Ibnu ‘Arabi, Kaya Tanpa Terjebak Nafsu Keduniawian
Ibnu
‘Arabi yang dikenal dengan sebutan Syekh al-Akbar, tiba di Tunisia. Ia
bertemu dengan seorang nelayan yang tinggal di gubuk berdinding lumpur
kering. Nelayan itu dikenal sangat dermawan. Setiap hari ia melaut.
Namun, seluruh hasil tangkapannya ia sedekahkan kepada orang-orang
miskin. Sedangkan untuknya sendiri, hanya sepotong kepala ikan untuk
direbus sebagai lauk makan malamnya.
Nelayan itu kemudian
belajar kepada Ibnu ‘Arabi. Selang beberapa waktu, nelayan itu pun
menjadi seorang syekh yang juga punya murid. Suatu ketika, salah seorang
muridnya meminta izin untuk mengadakan perjalanan ke Spanyol.
Sang
nelayan mengijinkan dan berpesan agar menemui Ibnu ‘Arabi untuk meminta
nasihat. Sudah bertahun-tahun nelayan itu merasa perkembangan jiwanya
tak lagi mengalami kemajuan, ia memerlukan nasihat Ibnu ‘Arabi.
Sesampainya
di kota tempat tinggal Ibnu ‘Arabi, murid nelayan itu menanyakan tempat
ia boleh bertemu Ibnu ‘Arabi. Orang-orang yang ditanya menunjuk ke
puncak bukit, ke sebuah puri yang tampak seperti istana. Melihat tempat
yang ditunjuk orang-orang, murid itu sangat terkejut, betapa sangat
duniawinya kehidupan Ibnu ‘Arabi.

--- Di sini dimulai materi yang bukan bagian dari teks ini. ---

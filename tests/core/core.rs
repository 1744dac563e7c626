use chrono::{TimeZone, Utc};
use specdeck::core::error::SpecdeckError;
use specdeck::core::lifecycle::ContextOutcome;
use specdeck::core::state::StateStore;
use specdeck::core::time::FixedClock;
use specdeck::core::workspace::Workspace;
use std::fs;
use std::path::Path;
use tempfile::tempdir;

fn clock() -> FixedClock {
    FixedClock(Utc.with_ymd_and_hms(2026, 4, 1, 9, 30, 0).unwrap())
}

fn write_spec(root: &Path, slug: &str, depends_on: &str) {
    let dir = root.join("proposals").join(slug);
    fs::create_dir_all(&dir).unwrap();
    fs::write(
        dir.join("spec.md"),
        format!("# {slug}\n\n**Depends on**: {depends_on}\n"),
    )
    .unwrap();
}

#[test]
fn full_lifecycle_on_disk() {
    let tmp = tempdir().unwrap();
    let ws = Workspace::init(tmp.path()).unwrap().with_clock(clock());
    let root = ws.layout().unwrap().root.clone();

    let slug = ws.create_proposal("Add Auth").unwrap();
    assert_eq!(slug, "add-auth");
    let spec = fs::read_to_string(root.join("proposals/add-auth/spec.md")).unwrap();
    assert!(spec.starts_with("# Add Auth"));
    assert!(spec.contains("2026-04-01"));

    ws.activate(&slug).unwrap();
    let raw: serde_json::Value =
        serde_json::from_str(&fs::read_to_string(root.join("state.json")).unwrap()).unwrap();
    assert_eq!(raw["active"], serde_json::json!(["add-auth"]));
    assert_eq!(raw["primary"], "add-auth");
    assert_eq!(raw["hashes"]["add-auth"].as_object().unwrap().len(), 3);
    assert!(raw["maintenanceState"].is_object());

    let outcome = ws.complete(&slug).unwrap();
    assert_eq!(outcome.archived, vec!["design.md", "impl.md"]);
    assert_eq!(outcome.snapshot, None);
    assert!(root.join("specs/add-auth.md").is_file());
    assert!(root.join("archive/add-auth/design.md").is_file());
    assert!(root.join("archive/add-auth/impl.md").is_file());
    assert!(!root.join("proposals/add-auth").exists());

    let state = ws.store().load().unwrap();
    assert!(state.active.is_empty());
    assert_eq!(state.primary, "");

    let ops: Vec<String> = ws
        .journal()
        .read_all()
        .unwrap()
        .into_iter()
        .map(|e| e.op)
        .collect();
    assert_eq!(
        ops,
        vec!["proposal.create", "proposal.activate", "proposal.complete"]
    );
}

#[test]
fn dependency_gate_opens_after_completion() {
    let tmp = tempdir().unwrap();
    let ws = Workspace::init(tmp.path()).unwrap();
    let root = ws.layout().unwrap().root.clone();
    write_spec(&root, "db", "none");
    write_spec(&root, "auth", "db <!-- needs the schema -->");

    match ws.activate("auth") {
        Err(SpecdeckError::DependencyUnmet { slug, missing }) => {
            assert_eq!(slug, "auth");
            assert_eq!(missing, vec!["db"]);
        }
        other => panic!("expected DependencyUnmet, got {other:?}"),
    }
    assert!(!root.join("state.json").exists());

    ws.complete("db").unwrap();
    ws.activate("auth").unwrap();
}

#[test]
fn edited_document_trips_the_integrity_gate() {
    let tmp = tempdir().unwrap();
    let ws = Workspace::init(tmp.path()).unwrap();
    let root = ws.layout().unwrap().root.clone();
    write_spec(&root, "x", "none");
    ws.activate("x").unwrap();

    fs::write(root.join("proposals/x/spec.md"), "# x\n\nrewritten\n").unwrap();
    match ws.context(None, false).unwrap() {
        ContextOutcome::Modified { slug, changed } => {
            assert_eq!(slug, "x");
            assert_eq!(changed, vec!["spec.md"]);
        }
        other => panic!("expected Modified, got {other:?}"),
    }

    let report = ws.validate("x").unwrap();
    assert!(report.warnings.iter().any(|w| w.contains("modified since activation")));
}

#[test]
fn deleted_proposal_is_reconciled_out_of_state() {
    let tmp = tempdir().unwrap();
    let ws = Workspace::init(tmp.path()).unwrap();
    let root = ws.layout().unwrap().root.clone();
    write_spec(&root, "a", "none");
    write_spec(&root, "b", "none");
    ws.activate("a").unwrap();
    ws.activate("b").unwrap();

    fs::remove_dir_all(root.join("proposals/b")).unwrap();
    assert_eq!(ws.status().unwrap().stale, vec!["b"]);

    // The next mutation persists the repaired state.
    ws.deactivate(Some("a")).unwrap();
    let state = ws.store().load().unwrap();
    assert!(state.active.is_empty());
    assert!(state.hashes.is_empty());
}

#[test]
fn malformed_state_file_is_reported_with_line() {
    let tmp = tempdir().unwrap();
    let path = tmp.path().join("state.json");
    fs::write(&path, "{\n  \"active\": [\n").unwrap();
    match StateStore::at(&path).load() {
        Err(SpecdeckError::Malformed { line, .. }) => assert!(line.is_some()),
        other => panic!("expected Malformed, got {other:?}"),
    }
}

#[test]
fn cycle_blocking_follows_config() {
    let tmp = tempdir().unwrap();
    let ws = Workspace::init(tmp.path()).unwrap();
    let root = ws.layout().unwrap().root.clone();
    write_spec(&root, "a", "b");
    write_spec(&root, "b", "a");
    assert_eq!(ws.activate("a").unwrap_err().kind(), "cyclic_dependency");

    fs::write(root.join("config.toml"), "[lifecycle]\nblock_cycles = false\n").unwrap();
    let ws = Workspace::open(&root).unwrap();
    // Advisory now; the unmet dependency still blocks.
    assert_eq!(ws.activate("a").unwrap_err().kind(), "dependency_unmet");

    let report = ws.dependency_graph(None).unwrap();
    assert_eq!(report.cycles, vec![vec!["a", "b", "a"]]);
}

#[test]
fn path_like_slugs_never_reach_the_tree() {
    let tmp = tempdir().unwrap();
    let ws = Workspace::init(tmp.path()).unwrap().with_clock(clock());
    let root = ws.layout().unwrap().root.clone();
    write_spec(&root, "keep-me", "none");
    fs::write(root.join("specs/done.md"), "# done\n").unwrap();

    for bad in ["", ".", "..", "a/b", "../specs/done"] {
        assert_eq!(ws.remove(bad, true).unwrap_err().kind(), "invalid_slug", "{bad:?}");
        assert_eq!(ws.activate(bad).unwrap_err().kind(), "invalid_slug", "{bad:?}");
        assert_eq!(ws.complete(bad).unwrap_err().kind(), "invalid_slug", "{bad:?}");
    }
    assert!(root.join("proposals/keep-me/spec.md").is_file());
    assert!(root.join("specs/done.md").is_file());
    assert!(!root.join("state.json").exists());
}

#[test]
fn unreadable_state_leaves_completion_untouched() {
    let tmp = tempdir().unwrap();
    let ws = Workspace::init(tmp.path()).unwrap().with_clock(clock());
    let root = ws.layout().unwrap().root.clone();
    write_spec(&root, "x", "none");
    fs::write(root.join("proposals/x/impl.md"), "notes\n").unwrap();
    fs::write(root.join("state.json"), "{ not json").unwrap();

    assert_eq!(ws.complete("x").unwrap_err().kind(), "malformed");
    assert!(root.join("proposals/x/spec.md").is_file());
    assert!(root.join("proposals/x/impl.md").is_file());
    assert!(!root.join("specs/x.md").exists());
    assert!(!root.join("archive/x").exists());
}
//! Line-delimited JSON RPC over stdin/stdout.
//!
//! Each input line is one request, `{"id", "op", "params"}`; each gets exactly
//! one response line, `{"id", "ok", "result" | "error"}`. Blank lines are
//! skipped. A line that is not a valid request still gets a response, with a
//! `null` id and a `malformed` error.
//!
//! A request may pin the clock with `params.now` (RFC 3339). The pin lasts for
//! that one request.

use crate::core::error::SpecdeckError;
use crate::core::time::{self, FixedClock};
use crate::core::workspace::Workspace;
use serde::{Deserialize, Serialize};
use serde_json::Value;
use std::io::{BufRead, Write};
use tracing::debug;

#[derive(Debug, Clone, Deserialize, Serialize)]
pub struct RpcRequest {
    #[serde(default)]
    pub id: Value,
    pub op: String,
    #[serde(default)]
    pub params: Value,
}

#[derive(Debug, Clone, PartialEq, Deserialize, Serialize)]
pub struct RpcError {
    pub kind: String,
    pub message: String,
}

#[derive(Debug, Clone, PartialEq, Deserialize, Serialize)]
pub struct RpcResponse {
    pub id: Value,
    pub ok: bool,
    #[serde(skip_serializing_if = "Option::is_none")]
    pub result: Option<Value>,
    #[serde(skip_serializing_if = "Option::is_none")]
    pub error: Option<RpcError>,
}

impl RpcResponse {
    fn success(id: Value, result: Value) -> Self {
        Self {
            id,
            ok: true,
            result: Some(result),
            error: None,
        }
    }

    fn failure(id: Value, err: &SpecdeckError) -> Self {
        Self {
            id,
            ok: false,
            result: None,
            error: Some(RpcError {
                kind: err.kind().to_string(),
                message: err.to_string(),
            }),
        }
    }
}

/// Operation names accepted by [`dispatch`].
pub const OPS: &[&str] = &[
    "create",
    "activate",
    "deactivate",
    "validate",
    "complete",
    "remove",
    "context",
    "list",
    "status",
    "graph",
    "repair",
    "maintenance.list",
    "maintenance.due",
    "maintenance.done",
    "maintenance.new",
];

fn bad_params(reason: String) -> SpecdeckError {
    SpecdeckError::Malformed {
        what: "rpc params".to_string(),
        line: None,
        reason,
    }
}

fn opt_str<'a>(params: &'a Value, key: &str) -> Result<Option<&'a str>, SpecdeckError> {
    match params.get(key) {
        None | Some(Value::Null) => Ok(None),
        Some(Value::String(s)) => Ok(Some(s.as_str())),
        Some(other) => Err(bad_params(format!("{key} must be a string, got {other}"))),
    }
}

fn req_str<'a>(params: &'a Value, key: &str) -> Result<&'a str, SpecdeckError> {
    opt_str(params, key)?.ok_or_else(|| bad_params(format!("missing string param {key}")))
}

fn flag(params: &Value, key: &str) -> Result<bool, SpecdeckError> {
    match params.get(key) {
        None | Some(Value::Null) => Ok(false),
        Some(Value::Bool(b)) => Ok(*b),
        Some(other) => Err(bad_params(format!("{key} must be a boolean, got {other}"))),
    }
}

fn to_value<T: Serialize>(v: T) -> Result<Value, SpecdeckError> {
    Ok(serde_json::to_value(v)?)
}

/// Run one operation against the workspace.
pub fn dispatch(ws: &Workspace, op: &str, params: &Value) -> Result<Value, SpecdeckError> {
    match op {
        "create" => to_value(serde_json::json!({ "slug": ws.create_proposal(req_str(params, "name")?)? })),
        "activate" => to_value(ws.activate(req_str(params, "slug")?)?),
        "deactivate" => to_value(ws.deactivate(opt_str(params, "slug")?)?),
        "validate" => to_value(ws.validate(req_str(params, "slug")?)?),
        "complete" => to_value(ws.complete(req_str(params, "slug")?)?),
        "remove" => {
            let slug = req_str(params, "slug")?;
            ws.remove(slug, flag(params, "force")?)?;
            to_value(serde_json::json!({ "slug": slug }))
        }
        "context" => to_value(ws.context(opt_str(params, "slug")?, flag(params, "confirm")?)?),
        "list" => to_value(ws.list_proposals()?),
        "status" => to_value(ws.status()?),
        "graph" => to_value(ws.dependency_graph(opt_str(params, "slug")?)?),
        "repair" => to_value(serde_json::json!({ "dropped": ws.repair()? })),
        "maintenance.list" => to_value(ws.list_maintenance()?),
        "maintenance.due" => to_value(ws.due_maintenance()?),
        "maintenance.done" => {
            let slug = req_str(params, "slug")?;
            let id = req_str(params, "id")?;
            let ts = ws.mark_actioned(slug, id)?;
            to_value(serde_json::json!({ "slug": slug, "id": id, "actioned_at": ts }))
        }
        "maintenance.new" => {
            to_value(serde_json::json!({ "slug": ws.create_maintenance_item(req_str(params, "name")?)? }))
        }
        other => Err(SpecdeckError::NotFound(format!("rpc op {other}"))),
    }
}

/// Handle one request, honoring a `now` clock pin.
pub fn handle(ws: &mut Workspace, req: &RpcRequest) -> RpcResponse {
    let pinned = match opt_str(&req.params, "now") {
        Ok(None) => None,
        Ok(Some(raw)) => match time::parse_ts(raw) {
            Some(now) => Some(now),
            None => {
                let err = bad_params(format!("now is not an RFC 3339 timestamp: {raw:?}"));
                return RpcResponse::failure(req.id.clone(), &err);
            }
        },
        Err(e) => return RpcResponse::failure(req.id.clone(), &e),
    };

    let previous = pinned.map(|now| ws.replace_clock(Box::new(FixedClock(now))));
    let outcome = dispatch(ws, &req.op, &req.params);
    if let Some(clock) = previous {
        ws.replace_clock(clock);
    }

    debug!(op = %req.op, ok = outcome.is_ok(), "rpc request handled");
    match outcome {
        Ok(result) => RpcResponse::success(req.id.clone(), result),
        Err(e) => RpcResponse::failure(req.id.clone(), &e),
    }
}

pub fn handle_line(ws: &mut Workspace, line: &str) -> RpcResponse {
    match serde_json::from_str::<RpcRequest>(line) {
        Ok(req) => handle(ws, &req),
        Err(e) => RpcResponse::failure(Value::Null, &SpecdeckError::Json(e)),
    }
}

/// Serve requests until EOF. Returns the number of requests answered.
pub fn serve(ws: &mut Workspace, input: impl BufRead, mut output: impl Write) -> Result<usize, SpecdeckError> {
    let mut answered = 0;
    for line in input.lines() {
        let line = line?;
        if line.trim().is_empty() {
            continue;
        }
        let response = handle_line(ws, &line);
        writeln!(output, "{}", serde_json::to_string(&response)?)?;
        output.flush()?;
        answered += 1;
    }
    Ok(answered)
}

#[cfg(test)]
mod tests {
    use super::*;
    use crate::core::repo::MemRepository;

    fn ws() -> Workspace {
        Workspace::in_memory(
            MemRepository::new()
                .with_proposal("auth", &[("spec.md", "Depends on: none")])
                .with_maintenance("security", "# Security\n## Requirements\n- Scan [id=scan] [freq=weekly]\n"),
        )
    }

    fn call(ws: &mut Workspace, line: &str) -> Value {
        serde_json::to_value(handle_line(ws, line)).unwrap()
    }

    #[test]
    fn activate_then_status() {
        let mut ws = ws();
        let r = call(&mut ws, r#"{"id":1,"op":"activate","params":{"slug":"auth"}}"#);
        assert_eq!(r["id"], 1);
        assert_eq!(r["ok"], true);
        assert_eq!(r["result"]["slug"], "auth");

        let r = call(&mut ws, r#"{"id":"s","op":"status"}"#);
        assert_eq!(r["result"]["primary"], "auth");
    }

    #[test]
    fn errors_carry_kind() {
        let mut ws = ws();
        let r = call(&mut ws, r#"{"id":2,"op":"activate","params":{"slug":"ghost"}}"#);
        assert_eq!(r["ok"], false);
        assert_eq!(r["error"]["kind"], "not_found");
        assert!(r.get("result").is_none());

        let r = call(&mut ws, r#"{"id":3,"op":"activate","params":{}}"#);
        assert_eq!(r["error"]["kind"], "malformed");

        let r = call(&mut ws, r#"{"id":4,"op":"explode"}"#);
        assert_eq!(r["error"]["kind"], "not_found");
    }

    #[test]
    fn unparsable_line_gets_null_id() {
        let mut ws = ws();
        let r = call(&mut ws, "{not json");
        assert_eq!(r["id"], Value::Null);
        assert_eq!(r["error"]["kind"], "malformed");
    }

    #[test]
    fn now_pins_the_clock_for_one_request() {
        let mut ws = ws();
        let r = call(
            &mut ws,
            r#"{"id":1,"op":"maintenance.done","params":{"slug":"security","id":"scan","now":"2026-03-01T09:00:00Z"}}"#,
        );
        assert_eq!(r["result"]["actioned_at"], "2026-03-01T09:00:00Z");

        let r = call(&mut ws, r#"{"id":2,"op":"maintenance.due","params":{"now":"2026-03-08T08:59:59Z"}}"#);
        assert_eq!(r["result"], serde_json::json!([]));
        let r = call(&mut ws, r#"{"id":3,"op":"maintenance.due","params":{"now":"2026-03-08T09:00:00Z"}}"#);
        assert_eq!(r["result"][0]["slug"], "security");

        let r = call(&mut ws, r#"{"id":4,"op":"status","params":{"now":"last tuesday"}}"#);
        assert_eq!(r["error"]["kind"], "malformed");
    }

    #[test]
    fn serve_answers_each_nonblank_line() {
        let mut ws = ws();
        let input = "{\"id\":1,\"op\":\"list\"}\n\n{\"id\":2,\"op\":\"graph\"}\n";
        let mut out = Vec::new();
        let n = serve(&mut ws, input.as_bytes(), &mut out).unwrap();
        assert_eq!(n, 2);
        let lines: Vec<Value> = String::from_utf8(out)
            .unwrap()
            .lines()
            .map(|l| serde_json::from_str(l).unwrap())
            .collect();
        assert_eq!(lines.len(), 2);
        assert_eq!(lines[0]["result"][0]["slug"], "auth");
        assert_eq!(lines[1]["id"], 2);
    }
}
//! specdeck: a local-first workspace engine for change proposals.
//!
//! A workspace is a `.specdeck/` directory holding proposals under
//! development, completed specs, archived design notes, and recurring
//! maintenance requirements. The engine keeps three things consistent:
//!
//! - **Activation**: which proposals are active and which one is primary,
//!   gated on every declared dependency being a completed spec.
//! - **Drift**: SHA-256 hashes captured at activation, checked before an
//!   active proposal's documents are handed out again.
//! - **Schedule**: when each maintenance requirement was last actioned and
//!   whether it is due.
//!
//! # Examples
//!
//! ```bash
//! specdeck init
//! specdeck new "Add auth"
//! specdeck activate add-auth
//! specdeck context
//! specdeck complete add-auth
//! specdeck maintenance due
//! ```
//!
//! # Crate Structure
//!
//! - [`core`]: the `Workspace` engine, persisted state, integrity, dependency
//!   graph, proposal lifecycle, and the RPC surface
//! - [`plugins`]: subsystems on top of the engine (maintenance scheduling)

pub mod core;
pub mod plugins;

mod cli;

use crate::core::error::SpecdeckError;
use crate::core::graph;
use crate::core::lifecycle::ContextOutcome;
use crate::core::time::command_envelope;
use crate::core::tui;
use crate::core::workspace::Workspace;
use chrono::{DateTime, Utc};
use clap::Parser;
use cli::{Cli, Command, Format, WorkspaceCommand};
use std::io;
use std::path::{Path, PathBuf};
use std::process::ExitCode;

/// Exit code when `validate` reports errors.
pub const EXIT_INVALID: u8 = 1;
/// Exit code when `context` refuses because documents drifted.
pub const EXIT_MODIFIED: u8 = 2;

fn open_workspace(root: Option<PathBuf>, current_dir: &Path) -> Result<Workspace, SpecdeckError> {
    match root {
        Some(root) if root.is_dir() => Workspace::open(root),
        Some(root) => Err(SpecdeckError::NotFound(format!(
            "workspace directory {}",
            root.display()
        ))),
        None => Workspace::discover(current_dir),
    }
}

/// Print `value` as a JSON envelope, or run `text` for human output.
fn emit(
    format: Format,
    at: DateTime<Utc>,
    cmd: &str,
    value: impl serde::Serialize,
    text: impl FnOnce(),
) -> Result<(), SpecdeckError> {
    match format {
        Format::Json => {
            let payload = serde_json::json!({ "result": serde_json::to_value(value)? });
            println!("{}", serde_json::to_string_pretty(&command_envelope(at, cmd, "ok", payload))?);
        }
        Format::Text => text(),
    }
    Ok(())
}

pub fn run() -> Result<ExitCode, SpecdeckError> {
    let cli = Cli::parse();
    let current_dir = std::env::current_dir()?;

    let command = match cli.command {
        Command::Init { dir } => {
            let project = dir.unwrap_or(current_dir);
            let ws = Workspace::init(&project)?;
            if let Some(layout) = ws.layout() {
                tui::render_box("SPECDECK", &layout.root.display().to_string(), tui::BoxStyle::Success);
            }
            return Ok(ExitCode::SUCCESS);
        }
        Command::Workspace(command) => command,
    };

    let mut ws = open_workspace(cli.root, &current_dir)?;

    match command {
        WorkspaceCommand::New { name, out } => {
            let slug = ws.create_proposal(&name)?;
            emit(out.format, ws.clock().now(), "new", serde_json::json!({ "slug": slug }), || {
                println!("Created proposal {slug}");
            })?;
        }
        WorkspaceCommand::Activate { slug, out } => {
            let outcome = ws.activate(&slug)?;
            emit(out.format, ws.clock().now(), "activate", &outcome, || {
                let verb = if outcome.refreshed { "Refreshed" } else { "Activated" };
                println!("{verb} {} ({} files tracked), now primary", outcome.slug, outcome.hashes.len());
            })?;
        }
        WorkspaceCommand::Deactivate { slug, out } => {
            let outcome = ws.deactivate(slug.as_deref())?;
            emit(out.format, ws.clock().now(), "deactivate", &outcome, || {
                match &outcome.primary {
                    Some(p) => println!("Deactivated {}; primary is now {p}", outcome.slug),
                    None => println!("Deactivated {}; no active proposals remain", outcome.slug),
                }
            })?;
        }
        WorkspaceCommand::Validate { slug, out } => {
            let report = ws.validate(&slug)?;
            emit(out.format, ws.clock().now(), "validate", &report, || tui::print_validation(&report))?;
            if !report.is_ok() {
                return Ok(ExitCode::from(EXIT_INVALID));
            }
        }
        WorkspaceCommand::Complete { slug, out } => {
            let outcome = ws.complete(&slug)?;
            emit(out.format, ws.clock().now(), "complete", &outcome, || {
                println!("Completed {} → specs/{}.md", outcome.slug, outcome.slug);
                if !outcome.archived.is_empty() {
                    println!("Archived {}", outcome.archived.join(", "));
                }
                if let Some(head) = &outcome.snapshot {
                    println!("Snapshot {head}");
                }
            })?;
        }
        WorkspaceCommand::Remove { slug, force, out } => {
            ws.remove(&slug, force)?;
            emit(out.format, ws.clock().now(), "remove", serde_json::json!({ "slug": slug }), || {
                println!("Removed {slug}");
            })?;
        }
        WorkspaceCommand::Context { slug, confirm, out } => {
            let outcome = ws.context(slug.as_deref(), confirm)?;
            let modified = matches!(outcome, ContextOutcome::Modified { .. });
            emit(out.format, ws.clock().now(), "context", &outcome, || match &outcome {
                ContextOutcome::Ready(ctx) => {
                    for (doc, text) in &ctx.documents {
                        println!("===== {doc} =====\n{text}");
                    }
                    for dep in &ctx.dependencies {
                        println!("depends on: {} ({})", dep.slug, dep.status.as_str());
                    }
                }
                ContextOutcome::Modified { slug, changed } => {
                    eprintln!(
                        "{slug} changed since activation: {}. Re-activate, or pass --confirm.",
                        changed.join(", ")
                    );
                }
            })?;
            if modified {
                return Ok(ExitCode::from(EXIT_MODIFIED));
            }
        }
        WorkspaceCommand::List { out } => {
            let proposals = ws.list_proposals()?;
            emit(out.format, ws.clock().now(), "list", &proposals, || tui::print_proposals(&proposals))?;
        }
        WorkspaceCommand::Status { out } => {
            let status = ws.status()?;
            emit(out.format, ws.clock().now(), "status", &status, || tui::print_status(&status))?;
        }
        WorkspaceCommand::Graph { slug, dot, out } => {
            let report = ws.dependency_graph(slug.as_deref())?;
            if dot {
                print!("{}", graph::render_dot(&report.nodes));
            } else {
                emit(out.format, ws.clock().now(), "graph", &report, || {
                    print!("{}", graph::render_tree(&report.nodes));
                    for c in &report.cycles {
                        println!("cycle: {}", c.join(" -> "));
                    }
                })?;
            }
        }
        WorkspaceCommand::Repair { out } => {
            let dropped = ws.repair()?;
            emit(out.format, ws.clock().now(), "repair", serde_json::json!({ "dropped": dropped }), || {
                if dropped.is_empty() {
                    println!("State is consistent");
                } else {
                    println!("Dropped stale references: {}", dropped.join(", "));
                }
            })?;
        }
        WorkspaceCommand::Maintenance(m) => crate::plugins::maintenance::run_maintenance_cli(&ws, m)?,
        WorkspaceCommand::Rpc => {
            let stdin = io::stdin();
            crate::core::rpc::serve(&mut ws, stdin.lock(), io::stdout().lock())?;
        }
    }
    Ok(ExitCode::SUCCESS)
}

Jauh dibandingkan dengan kehidupan
guru tercintanya yang sangat sederhana.
Dengan rasa berat,
ia melangkahkan kakinya ke arah kediaman itu. Sepanjang jalan ke
kediaman, ia melalui ladang-ladang yang terawat baik dan jalan-jalan
yang indah, lengkap dengan kumpulan domba, kambing, dan sapi. Ia
menyempatkan diri bertanya kepada orang-orang di ladang, siapa pemilik
semua ladang dan ternak ini.
Setiap yang ditanya menjawab,
milik Ibnu ‘Arabi. Keragu-raguan membayangi pikirannya, bagaimana
mungkin orang yang sangat kaya seperti itu bisa menjadi seorang sufi
terkemuka. Apalagi setelah ia sampai puri itu. Tak pernah ia melihat
bagunan seindah dan semegah ini, bahkan dalam mimpi sekalipun.
Murid
sang nelayan itu tak dapat lagi menyembunyikan keinginannya ketika
bertemu Ibnu ‘Arabi. Ia sangat marah ketika mendengar pesan Ibnu ‘Arabi
yang diamanahkan kepadanya untuk disampaikan kepada gurunya, sang
nelayan. Ibnu ‘Arabi berkata, “Sampaikan kepada gurumu, dirinya masih
terikat pada keduniawian.”
Sekembalinya murid itu ke
kampung halamannya, ia menyampaikan pesan itu kepada gurunya. Sungguh ia
tak menduga sikap gurunya. Mendengar pesan itu, gurunya mengatakan, “Ia
benar! Ia sungguh tak peduli sama sekali dengan semua yang ada padanya.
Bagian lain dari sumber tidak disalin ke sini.